> Supplied records
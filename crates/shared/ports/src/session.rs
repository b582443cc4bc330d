use crate::error::SessionResult;
use crate::fields::{
    InputOrderActionField, InputOrderField, LoginField, LogoutField, ParkedOrderActionField,
    ParkedOrderField, PasswordUpdateField, QueryField,
};
use tradewire_core::CorrelationToken;

/// Port for a native trade session
///
/// Every request method is fire-and-forget: it hands the request to the
/// native layer and returns as soon as the request has been accepted for
/// sending. The outcome arrives later as one or more
/// [`DeliveryEvent`](crate::DeliveryEvent)s carrying `token`.
///
/// Implementations must be callable from any caller thread.
pub trait TradeSession: Send + Sync {
    /// Open the front connection; completion is signalled by
    /// [`SessionEvent::Connected`](crate::SessionEvent::Connected)
    fn connect(&self, broker_id: &str, front_address: &str) -> SessionResult<()>;

    /// Close the front connection; completion is signalled by
    /// [`SessionEvent::Disconnected`](crate::SessionEvent::Disconnected)
    fn disconnect(&self) -> SessionResult<()>;

    /// Current trading day as known to the session, `YYYYMMDD`
    fn trading_day(&self) -> String;

    fn user_login(&self, token: CorrelationToken, req: &LoginField) -> SessionResult<()>;

    fn user_logout(&self, token: CorrelationToken, req: &LogoutField) -> SessionResult<()>;

    fn update_user_password(
        &self,
        token: CorrelationToken,
        req: &PasswordUpdateField,
    ) -> SessionResult<()>;

    fn order_insert(&self, token: CorrelationToken, req: &InputOrderField) -> SessionResult<()>;

    fn order_action(
        &self,
        token: CorrelationToken,
        req: &InputOrderActionField,
    ) -> SessionResult<()>;

    fn parked_order_insert(
        &self,
        token: CorrelationToken,
        req: &ParkedOrderField,
    ) -> SessionResult<()>;

    fn parked_order_action(
        &self,
        token: CorrelationToken,
        req: &ParkedOrderActionField,
    ) -> SessionResult<()>;

    fn query_trading_account(&self, token: CorrelationToken, req: &QueryField)
    -> SessionResult<()>;

    fn query_order(&self, token: CorrelationToken, req: &QueryField) -> SessionResult<()>;

    fn query_trade(&self, token: CorrelationToken, req: &QueryField) -> SessionResult<()>;

    fn query_investor_position(
        &self,
        token: CorrelationToken,
        req: &QueryField,
    ) -> SessionResult<()>;

    fn query_parked_order(&self, token: CorrelationToken, req: &QueryField) -> SessionResult<()>;

    fn query_parked_order_action(
        &self,
        token: CorrelationToken,
        req: &QueryField,
    ) -> SessionResult<()>;
}
//! Delivery event dispatch
//!
//! One dispatcher consumes the single event channel of a connection. Each
//! event is routed through the registry and aggregator, and the matching
//! continuation fires exactly once. Nothing that arrives on the channel can
//! make the dispatcher fail: unmatched events are dropped and a panicking
//! continuation is contained and logged.

use crate::correlation::{PendingCallRegistry, ResponseAggregator};
use crate::messages::{Completion, Continuation, RspError};
use log::{debug, error, info, trace, warn};
use std::panic::{AssertUnwindSafe, catch_unwind};
use std::sync::Arc;
use std::sync::atomic::{AtomicBool, Ordering};
use tokio::sync::broadcast;
use tokio::task::JoinHandle;
use tradewire_core::{CorrelationToken, Record};
use tradewire_ports::{DeliveryEvent, EventReceiver, RspInfo, SessionEvent};

/// What a single event did to correlation state
#[derive(Debug, Clone, Copy, PartialEq, Eq)]
pub enum DispatchOutcome {
    /// A continuation was taken and invoked
    Resolved(CorrelationToken),
    /// A stream record was buffered; the call is still pending
    Accumulated(CorrelationToken),
    /// Nothing was registered for the event
    Dropped,
    /// Session notification with no armed listener
    Notified,
}

/// Routes delivery events to pending calls
pub struct Dispatcher {
    registry: PendingCallRegistry,
    aggregator: ResponseAggregator<Record>,
    connected: AtomicBool,
    session_events: broadcast::Sender<SessionEvent>,
}

impl Dispatcher {
    pub fn new(registry: PendingCallRegistry, session_event_capacity: usize) -> Self {
        let (session_events, _) = broadcast::channel(session_event_capacity.max(1));
        Self {
            registry,
            aggregator: ResponseAggregator::new(),
            connected: AtomicBool::new(false),
            session_events,
        }
    }

    pub fn registry(&self) -> &PendingCallRegistry {
        &self.registry
    }

    pub fn aggregator(&self) -> &ResponseAggregator<Record> {
        &self.aggregator
    }

    /// Connection state as last reported by a session event
    pub fn is_connected(&self) -> bool {
        self.connected.load(Ordering::Acquire)
    }

    /// Observe session lifecycle events, including heartbeat warnings
    pub fn subscribe(&self) -> broadcast::Receiver<SessionEvent> {
        self.session_events.subscribe()
    }

    /// Apply one delivery event
    pub fn dispatch(&self, event: DeliveryEvent) -> DispatchOutcome {
        match event {
            DeliveryEvent::Error { token, info } => self.on_error(token, info),
            DeliveryEvent::UnaryReply {
                token,
                info,
                record,
            } => match failure(info) {
                Some(error) => self.on_error_info(token, error),
                None => self.resolve(token, Ok(Completion::Single(record))),
            },
            DeliveryEvent::StreamRecord {
                token,
                info,
                record,
                is_last,
            } => match failure(info) {
                Some(error) => self.on_error_info(token, error),
                None => self.on_stream_record(token, record, is_last),
            },
            DeliveryEvent::Session(event) => self.on_session(event),
        }
    }

    /// Consume events until every sender is dropped
    pub async fn run(&self, mut events: EventReceiver) {
        info!("Dispatch loop started");
        while let Some(event) = events.recv().await {
            self.dispatch(event);
        }

        let pending = self.registry.len();
        if pending > 0 {
            warn!(
                "Dispatch loop stopped with {} calls still pending: {:?}",
                pending,
                self.registry.pending_tokens()
            );
        } else {
            info!("Dispatch loop stopped");
        }
    }

    /// Run the dispatch loop on the tokio runtime
    pub fn spawn(self: &Arc<Self>, events: EventReceiver) -> JoinHandle<()> {
        let dispatcher = Arc::clone(self);
        tokio::spawn(async move { dispatcher.run(events).await })
    }

    fn on_error(&self, token: CorrelationToken, info: RspInfo) -> DispatchOutcome {
        self.on_error_info(token, RspError::from(info))
    }

    fn on_error_info(&self, token: CorrelationToken, error: RspError) -> DispatchOutcome {
        self.resolve(token, Err(error))
    }

    fn on_stream_record(
        &self,
        token: CorrelationToken,
        record: Option<Record>,
        is_last: bool,
    ) -> DispatchOutcome {
        // Never keep a buffer for a token nobody is waiting on
        if !self.registry.contains(token) {
            let discarded = self.aggregator.discard(token);
            debug!(
                "Dropped stream record for unmatched token {} ({} buffered)",
                token, discarded
            );
            return DispatchOutcome::Dropped;
        }

        let finished = match record {
            Some(record) => self.aggregator.append(token, record, is_last),
            None if is_last => Some(self.aggregator.finish(token)),
            None => None,
        };

        match finished {
            Some(records) => self.resolve(token, Ok(Completion::List(records))),
            // Taken while the record was being buffered
            None if !self.registry.contains(token) => {
                let discarded = self.aggregator.discard(token);
                debug!(
                    "Dropped {} buffered records for withdrawn token {}",
                    discarded, token
                );
                DispatchOutcome::Dropped
            }
            None => {
                trace!(
                    "Buffered record for {} ({} so far)",
                    token,
                    self.aggregator.buffered(token)
                );
                DispatchOutcome::Accumulated(token)
            }
        }
    }

    fn on_session(&self, event: SessionEvent) -> DispatchOutcome {
        match &event {
            SessionEvent::Connected => {
                info!("Trading front connected");
                self.connected.store(true, Ordering::Release);
            }
            SessionEvent::Disconnected { reason } => {
                warn!(
                    "Trading front disconnected (reason {:#06x}), {} calls pending",
                    reason,
                    self.registry.len()
                );
                self.connected.store(false, Ordering::Release);
            }
            SessionEvent::HeartbeatWarning { elapsed_secs } => {
                warn!("No heartbeat from trading front for {}s", elapsed_secs);
            }
        }

        // No subscribers is fine
        let _ = self.session_events.send(event.clone());

        match event.token() {
            Some(token) => match self.resolve(token, Ok(Completion::Single(None))) {
                DispatchOutcome::Dropped => DispatchOutcome::Notified,
                outcome => outcome,
            },
            None => DispatchOutcome::Notified,
        }
    }

    fn resolve(
        &self,
        token: CorrelationToken,
        outcome: Result<Completion, RspError>,
    ) -> DispatchOutcome {
        let taken = self.registry.take(token);
        // A buffer never outlives its pending call
        let discarded = self.aggregator.discard(token);
        if discarded > 0 {
            debug!("Discarded {} buffered records for {}", discarded, token);
        }

        let Some(continuation) = taken else {
            match &outcome {
                Err(e) => debug!(
                    "Dropped error {} for unmatched token {}: {}",
                    e.code, token, e.message
                ),
                Ok(_) => debug!("Dropped reply for unmatched token {}", token),
            }
            return DispatchOutcome::Dropped;
        };

        invoke(token, continuation, outcome);
        DispatchOutcome::Resolved(token)
    }
}

fn failure(info: Option<RspInfo>) -> Option<RspError> {
    info.filter(RspInfo::is_error).map(RspError::from)
}

fn invoke(
    token: CorrelationToken,
    continuation: Continuation,
    outcome: Result<Completion, RspError>,
) {
    let shape = continuation.shape();
    if catch_unwind(AssertUnwindSafe(|| continuation.resolve(outcome))).is_err() {
        error!("Continuation ({}) for {} panicked", shape, token);
    }
}
use log::debug;
use parking_lot::Mutex;
use rand::Rng;
use std::collections::{BTreeMap, VecDeque};
use tradewire_core::CorrelationToken;
use tradewire_ports::{DeliveryEvent, EventSender, SessionError, SessionResult};

/// How emitted events reach the client
#[derive(Debug, Clone, Copy, PartialEq, Eq, Default)]
pub enum DeliveryMode {
    /// Straight onto the event channel
    #[default]
    Immediate,
    /// Queued until released
    Held,
}

/// Outbound side of the simulated front
pub struct EventSink {
    tx: EventSender,
    mode: Mutex<DeliveryMode>,
    held: Mutex<Vec<DeliveryEvent>>,
}

impl EventSink {
    pub fn new(tx: EventSender) -> Self {
        Self {
            tx,
            mode: Mutex::new(DeliveryMode::Immediate),
            held: Mutex::new(Vec::new()),
        }
    }

    pub fn mode(&self) -> DeliveryMode {
        *self.mode.lock()
    }

    pub fn set_mode(&self, mode: DeliveryMode) {
        *self.mode.lock() = mode;
    }

    pub fn emit(&self, event: DeliveryEvent) -> SessionResult<()> {
        match self.mode() {
            DeliveryMode::Immediate => self.send(event),
            DeliveryMode::Held => {
                self.held.lock().push(event);
                Ok(())
            }
        }
    }

    pub fn emit_all(&self, events: impl IntoIterator<Item = DeliveryEvent>) -> SessionResult<()> {
        events.into_iter().try_for_each(|event| self.emit(event))
    }

    /// Number of events waiting for release
    pub fn held(&self) -> usize {
        self.held.lock().len()
    }

    /// Deliver held events in emission order
    pub fn release_in_order(&self) -> SessionResult<usize> {
        let events = std::mem::take(&mut *self.held.lock());
        let count = events.len();
        events.into_iter().try_for_each(|event| self.send(event))?;
        Ok(count)
    }

    /// Deliver held events with tokens interleaved at random
    ///
    /// Events addressed to the same token keep their relative order, so a
    /// stream still ends with its terminal record.
    pub fn release_shuffled<R: Rng + ?Sized>(&self, rng: &mut R) -> SessionResult<usize> {
        let events = std::mem::take(&mut *self.held.lock());
        let count = events.len();

        let mut queues: BTreeMap<Option<CorrelationToken>, VecDeque<DeliveryEvent>> =
            BTreeMap::new();
        for event in events {
            queues.entry(event.token()).or_default().push_back(event);
        }

        let mut lanes: Vec<VecDeque<DeliveryEvent>> = queues.into_values().collect();
        while !lanes.is_empty() {
            let lane = rng.gen_range(0..lanes.len());
            if let Some(event) = lanes[lane].pop_front() {
                self.send(event)?;
            }
            if lanes[lane].is_empty() {
                lanes.swap_remove(lane);
            }
        }

        debug!("Released {} held events shuffled", count);
        Ok(count)
    }

    fn send(&self, event: DeliveryEvent) -> SessionResult<()> {
        self.tx.send(event).map_err(|_| SessionError::Closed)
    }
}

> Task statement
Pull every line that holds the string "still" out of the records.

> Your response
    /// A stream record was buffered; the call is still pending
                "Dispatch loop stopped with {} calls still pending: {:?}",
    /// stream still ends with its terminal record.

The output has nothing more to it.